Read Star Wars - Planet Of Twilight Online
Authors: Barbara Hambly
With the fading of the Sabacc's launch engines in the gluey warmth of the night, darkness settled around the two errant droids. In every direction around the wide, smoke-stained permacrete rectangle of the pad, hillocks of brush-furred mud alternated with forests of reeds whose thin heads rose no more than a few centimeters above the ambient water, a desolation of marsh-gunnies, gulpers, and the blinking green eyes of wadle-platts like ghost lights among the sedge. Against the dark hem of the sky, a sprinkling of lights marked Bagsho, largest of the planet's free ports, settled largely by Alderaan colonists but transformed in the past five years into a major crossroad between the New Republic and the neutral systems of the Meridian sector.
Had he been capable of doing so, See-Threepio would have heaved a sigh.
As it was he turned from the glimmer of the lights to regard his comrade and said, “Well, I hope you know what you've gotten us into.”
Artoo whistled a sorry little whistle, dropped himself forward onto his roller-leg, and snapped on his headlamp. A trifle unsteadily--be-cause of the switching box still space-taped to one side and the clusters of wires looped up from a jack on his back that hadn't been there before--he led the way across the permacrete pad to the narrow ribbon of trail that led toward the city, Threepio clanking resignedly in his wake.
“There,” said Umolly Darm, sitting back in her chair and pecking through a save command on the ramshackle keyboard. “Eight and a half months ago, on Buwon Neb's run in from Durren. One human passenger, female, hundred and seventy-five centimeters tall--she's the only human female that height all year.
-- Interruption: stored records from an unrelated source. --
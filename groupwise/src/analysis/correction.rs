use anyhow::{anyhow, Result};
use clap::ValueEnum;
use serde::Serialize;
use std::cmp::Ordering;

/// Multiple testing correction applied across every comparison of a run.
#[derive(Debug, Clone, Copy, PartialEq, Eq, Default, ValueEnum, Serialize)]
#[serde(rename_all = "kebab-case")]
pub enum Correction {
    #[default]
    None,
    Bonferroni,
    BenjaminiHochberg,
}

impl Correction {
    /// Adjusted p-values, or `None` when no correction is requested.
    ///
    /// NaN p-values are left as NaN and do not count towards the number of tests.
    pub fn apply(self, p_values: &[f64]) -> Result<Option<Vec<f64>>> {
        let adjust: fn(&[f64]) -> Result<Vec<f64>> = match self {
            Correction::None => return Ok(None),
            Correction::Bonferroni => bonferroni_correction,
            Correction::BenjaminiHochberg => benjamini_hochberg_correction,
        };

        let finite: Vec<(usize, f64)> = p_values
            .iter()
            .copied()
            .enumerate()
            .filter(|(_, p)| !p.is_nan())
            .collect();
        let mut adjusted = vec![f64::NAN; p_values.len()];
        if finite.is_empty() {
            return Ok(Some(adjusted));
        }

        let values: Vec<f64> = finite.iter().map(|(_, p)| *p).collect();
        for ((idx, _), p) in finite.into_iter().zip(adjust(&values)?) {
            adjusted[idx] = p;
        }
        Ok(Some(adjusted))
    }
}

fn validate(p_values: &[f64]) -> Result<()> {
    if p_values.is_empty() {
        return Err(anyhow!("Empty p-value array"));
    }
    for (i, &p) in p_values.iter().enumerate() {
        if !(0.0..=1.0).contains(&p) {
            return Err(anyhow!("Invalid p-value at index {}: {}", i, p));
        }
    }
    Ok(())
}

/// Multiply each p-value by the number of tests, capping at 1.0.
pub fn bonferroni_correction(p_values: &[f64]) -> Result<Vec<f64>> {
    validate(p_values)?;
    let n = p_values.len() as f64;
    Ok(p_values.iter().map(|&p| (p * n).min(1.0)).collect())
}

/// Benjamini-Hochberg step-up adjustment controlling the false discovery rate.
pub fn benjamini_hochberg_correction(p_values: &[f64]) -> Result<Vec<f64>> {
    validate(p_values)?;
    let n = p_values.len();

    let mut indexed_p_values: Vec<(usize, f64)> =
        p_values.iter().enumerate().map(|(i, &p)| (i, p)).collect();
    indexed_p_values.sort_by(|a, b| a.1.partial_cmp(&b.1).unwrap_or(Ordering::Equal));

    let mut adjusted_p_values = vec![0.0; n];
    let mut current_min = 1.0_f64;

    // largest to smallest, carrying the running minimum
    for i in (0..n).rev() {
        let (orig_idx, p_val) = indexed_p_values[i];
        let rank = i + 1;
        let adjustment = (p_val * n as f64 / rank as f64).min(1.0);
        current_min = adjustment.min(current_min);
        adjusted_p_values[orig_idx] = current_min;
    }

    Ok(adjusted_p_values)
}

#[cfg(test)]
mod tests {
    use super::*;
    use approx::assert_relative_eq;

    #[test]
    fn bonferroni_caps_at_one() {
        let adj = bonferroni_correction(&[0.01, 0.2, 0.6]).unwrap();
        assert_relative_eq!(adj[0], 0.03, epsilon = 1e-12);
        assert_relative_eq!(adj[1], 0.6, epsilon = 1e-12);
        assert_eq!(adj[2], 1.0);
    }

    #[test]
    fn benjamini_hochberg_is_monotone() {
        let adj = benjamini_hochberg_correction(&[0.01, 0.04, 0.03, 0.005]).unwrap();
        // sorted: 0.005, 0.01, 0.03, 0.04 -> 0.02, 0.02, 0.04, 0.04
        assert_relative_eq!(adj[3], 0.02, epsilon = 1e-12);
        assert_relative_eq!(adj[0], 0.02, epsilon = 1e-12);
        assert_relative_eq!(adj[2], 0.04, epsilon = 1e-12);
        assert_relative_eq!(adj[1], 0.04, epsilon = 1e-12);
    }

    #[test]
    fn none_leaves_values_alone() {
        assert!(Correction::None.apply(&[0.5]).unwrap().is_none());
    }

    #[test]
    fn nan_p_values_are_skipped() {
        let adj = Correction::Bonferroni.apply(&[0.01, f64::NAN, 0.02]).unwrap().unwrap();
        assert_relative_eq!(adj[0], 0.02, epsilon = 1e-12);
        assert!(adj[1].is_nan());
        assert_relative_eq!(adj[2], 0.04, epsilon = 1e-12);
    }

    #[test]
    fn invalid_p_value_is_rejected() {
        assert!(bonferroni_correction(&[1.5]).is_err());
        assert!(benjamini_hochberg_correction(&[]).is_err());
    }
}
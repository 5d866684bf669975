use std::path::PathBuf;

use anyhow::{bail, Result};
use clap::Parser;
use serde::Serialize;

use crate::analysis::boxplot::{ImageFormat, PlotOptions};
use crate::analysis::correction::Correction;
use crate::helper_functions::resolve_path;

/// Pairwise Mann-Whitney tests and box-scatter plots for classifier counts
#[derive(Debug, Clone, Parser)]
#[command(name = "groupwise", version, about, long_about = None)]
pub struct Cli {
    /// Directory holding the two input tables
    #[arg(long, default_value = "./input")]
    pub input_dir: PathBuf,

    /// Directory receiving plots, statistics.tsv and run_config.json
    #[arg(long, default_value = "./output")]
    pub output_dir: PathBuf,

    /// Wide classifier count table inside the input directory
    #[arg(long, default_value = "combined_classifier_count.tsv")]
    pub counts_file: String,

    /// Header-less Isolate/Color/Group table inside the input directory
    #[arg(long, default_value = "isolate_colors.tsv")]
    pub isolates_file: String,

    /// Significance threshold
    #[arg(long, default_value_t = 0.05)]
    pub alpha: f64,

    /// Multiple testing correction across all comparisons
    #[arg(long, value_enum, default_value_t = Correction::None)]
    pub correction: Correction,

    /// Vertical spacing of stacked significance brackets, in Count units
    #[arg(long, default_value_t = 20.0)]
    pub bracket_step: f64,

    /// Plot image format
    #[arg(long, value_enum, default_value_t = ImageFormat::Svg)]
    pub format: ImageFormat,

    #[arg(long, default_value_t = 1600)]
    pub width: u32,

    #[arg(long, default_value_t = 1000)]
    pub height: u32,

    /// Seed for the strip-plot jitter
    #[arg(long, default_value_t = 42)]
    pub seed: u64,
}

/// Effective settings of one run, also written to `run_config.json`.
#[derive(Debug, Clone, Serialize)]
pub struct RunConfig {
    pub counts_path: PathBuf,
    pub isolates_path: PathBuf,
    pub output_dir: PathBuf,
    pub alpha: f64,
    pub correction: Correction,
    pub plot: PlotOptions,
}

impl RunConfig {
    pub fn from_cli(cli: &Cli) -> Result<Self> {
        if !(cli.alpha > 0.0 && cli.alpha < 1.0) {
            bail!("--alpha must lie strictly between 0 and 1, got {}", cli.alpha);
        }
        if !(cli.bracket_step.is_finite() && cli.bracket_step > 0.0) {
            bail!("--bracket-step must be positive, got {}", cli.bracket_step);
        }
        if cli.width == 0 || cli.height == 0 {
            bail!("plot dimensions must be non-zero, got {}x{}", cli.width, cli.height);
        }

        let input_dir = resolve_path(&cli.input_dir);
        Ok(RunConfig {
            counts_path: input_dir.join(&cli.counts_file),
            isolates_path: input_dir.join(&cli.isolates_file),
            output_dir: resolve_path(&cli.output_dir),
            alpha: cli.alpha,
            correction: cli.correction,
            plot: PlotOptions {
                width: cli.width,
                height: cli.height,
                bracket_step: cli.bracket_step,
                seed: cli.seed,
                format: cli.format,
            },
        })
    }
}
Cleared port authority under the name Cray Mingla.”
“That's her,” Luke said in a breath. His whole body felt strange, tingling with pain and grief and joy. He was almost afraid to speak, in case the grimy orange lettering should be swallowed into the monitor's dark again. “Thank you.”
“No occupation listed,” went on Darm. Her violet eyes flicked kindly to his face, then away; she kept her voice matter-of-fact.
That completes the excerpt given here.